Die Studie gibt nicht preis, in welchen Behörden mehr People of Color arbeiten und in welchen Positionen man sie findet. Sind sie Referatsleiterinnen und Referenten oder arbeiten sie im Sekretariat oder in der Kantine? Eine Untersuchung von 2018, über Führungskräfte in öffentlichen Einrichtungen der Hauptstadt, zeigt allerdings: nur drei Prozent der Befragten in den Führungsetagen der Berliner Verwaltung sind People of Color oder Schwarze Menschen. 97 Prozent der Befragten sind weiß.

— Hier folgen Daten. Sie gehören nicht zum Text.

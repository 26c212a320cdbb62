use std::future::Future;

use futures::stream::{self, Stream, TryStreamExt};
use log::debug;

use crate::clients::{
    api::SpotifyApi,
    entities::Page,
    errors::{Error, Result},
};

/// Walks a paginated listing lazily, following `next` offsets until the last page.
///
/// Items are yielded in arrival order. The traversal reads the collection as it
/// is while it is being walked, so concurrent edits on the remote side may
/// cause items to be skipped or seen twice. A page that announces a successor
/// but carries no items ends the walk.
pub fn paginate<T, F, Fut>(list_page: F) -> impl Stream<Item = Result<T>>
where
    F: FnMut(Option<u32>) -> Fut,
    Fut: Future<Output = Result<Page<T>>>,
{
    stream::try_unfold(
        (list_page, Some(None::<u32>)),
        |(mut list_page, cursor)| async move {
            let Some(offset) = cursor else {
                return Ok(None);
            };
            let page = list_page(offset).await?;
            debug!(
                "Fetched page at offset {} with {} items",
                offset.unwrap_or(0),
                page.items.len()
            );
            let next = if page.items.is_empty() {
                None
            } else {
                page.next.map(Some)
            };
            let items = stream::iter(page.items.into_iter().map(Ok::<T, Error>));
            Ok::<_, Error>(Some((items, (list_page, next))))
        },
    )
    .try_flatten()
}

/// Collects the URIs of every entry of a playlist that can be copied into
/// another playlist. Local files and entries without URI are skipped.
pub async fn fetch_track_uris<A>(api: &A, playlist_id: &str) -> Result<Vec<String>>
where
    A: SpotifyApi + ?Sized,
{
    paginate(|offset| api.playlist_entries(playlist_id, offset))
        .try_filter_map(|entry| async move { Ok(entry.eligible_uri()) })
        .try_collect()
        .await
}
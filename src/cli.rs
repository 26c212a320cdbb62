use clap::{Parser, Subcommand};
use dwarchive::{
    archiver::Archiver,
    clients::{
        errors::Result,
        spotify::{DEFAULT_REDIRECT_URI, authorize_refresh_token},
    },
    playlist_ref::PlaylistRef,
    settings::{AppCredentials, PLAYLIST_VAR, REFRESH_TOKEN_VAR, Settings},
};
use log::info;

#[derive(Parser)]
#[command(name = "dwarchive")]
#[command(version, about = "Archive Discover Weekly into a dated Spotify playlist", long_about = None)]
struct Cli {
    #[command(subcommand)]
    command: Option<Commands>,

    /// Source playlist id, URI or link. Overrides DW_PLAYLIST_ID
    #[arg(long, global = true, value_parser = parse_playlist)]
    playlist: Option<PlaylistRef>,
}

#[derive(Subcommand)]
enum Commands {
    /// Copy the source playlist into a new dated playlist (default)
    Archive {
        /// Read the source playlist but create nothing
        #[arg(long)]
        dry_run: bool,
    },
    /// Print the id of the playlist that would be archived
    Resolve {},
    /// Authorize the app in a browser and print a refresh token
    Authorize {
        /// Redirect URI registered for the app in the Spotify dashboard
        #[arg(long, default_value = DEFAULT_REDIRECT_URI)]
        redirect_uri: String,
    },
}

fn parse_playlist(value: &str) -> std::result::Result<PlaylistRef, String> {
    PlaylistRef::parse(value).map_err(|e| e.to_string())
}

/// Parses the command line and runs the selected command
pub async fn run() -> Result<()> {
    let cli = Cli::parse();

    match cli.command.unwrap_or(Commands::Archive { dry_run: false }) {
        Commands::Archive { dry_run } => archive(settings(cli.playlist)?, dry_run).await,
        Commands::Resolve {} => resolve(settings(cli.playlist)?).await,
        Commands::Authorize { redirect_uri } => authorize(&redirect_uri).await,
    }
}

fn settings(playlist: Option<PlaylistRef>) -> Result<Settings> {
    info!("Building config ...");
    if playlist.is_some() {
        info!("Using --playlist instead of {PLAYLIST_VAR}");
    }
    Settings::from_env(playlist)
}

async fn archive(settings: Settings, dry_run: bool) -> Result<()> {
    let archiver = Archiver::connect(settings).await?.dry_run(dry_run);
    let outcome = archiver.run().await?;
    println!("{outcome}");
    Ok(())
}

async fn resolve(settings: Settings) -> Result<()> {
    let archiver = Archiver::connect(settings).await?;
    let id = archiver.resolve().await?;
    println!("{id}");
    Ok(())
}

async fn authorize(redirect_uri: &str) -> Result<()> {
    let app = AppCredentials::from_env()?;
    let refresh_token =
        authorize_refresh_token(&app.client_id, &app.client_secret, redirect_uri).await?;
    println!("{REFRESH_TOKEN_VAR}={refresh_token}");
    Ok(())
}
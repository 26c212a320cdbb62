//! `dwarchive` command line entry point

mod cli;

use std::process::ExitCode;

#[tokio::main(flavor = "current_thread")]
async fn main() -> ExitCode {
    env_logger::Builder::from_env(env_logger::Env::default().default_filter_or("info")).init();

    match cli::run().await {
        Ok(()) => ExitCode::SUCCESS,
        Err(e) => {
            eprintln!("Error: {e}");
            ExitCode::FAILURE
        }
    }
}
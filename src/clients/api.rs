use async_trait::async_trait;

use crate::clients::{
    entities::{NewPlaylist, Page, PlaylistEntry, PlaylistSummary},
    errors::Result,
};

/// Spotify Web API capabilities the archiver relies on.
///
/// Listing calls take the offset of the page to fetch (`None` for the first
/// page) and return the offset of the following page, if there is one.
/// `RemoteSpotify` is the production implementation.
#[cfg_attr(test, mockall::automock)]
#[async_trait]
pub trait SpotifyApi: Send + Sync {
    /// Spotify user id of the account the access token belongs to
    async fn current_user_id(&self) -> Result<String>;

    /// One page of the playlists in the current user's collection
    async fn current_user_playlists(&self, offset: Option<u32>) -> Result<Page<PlaylistSummary>>;

    /// One page of the items of `playlist_id`
    async fn playlist_entries(
        &self,
        playlist_id: &str,
        offset: Option<u32>,
    ) -> Result<Page<PlaylistEntry>>;

    /// Creates a playlist owned by `user_id` and returns its id
    async fn create_playlist(&self, user_id: &str, playlist: &NewPlaylist) -> Result<String>;

    /// Appends `uris` to the end of the playlist. At most 100 per call.
    async fn add_items(&self, playlist_id: &str, uris: &[String]) -> Result<()>;
}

In der Politik gibt es ein ähnliches Bild: In den Parlamenten von Kommunen, Ländern und Bund gibt es gerade einmal vier bis acht Prozent Mandatsträger*innen mit Migrationshintergrund. Und nur sechs von 335 Oberbürgermeister*innen sind Nachkommen von Einwanderern. Mit anderen Worten: 98 bis 96 Prozent der Leute in der Politik sind weiß.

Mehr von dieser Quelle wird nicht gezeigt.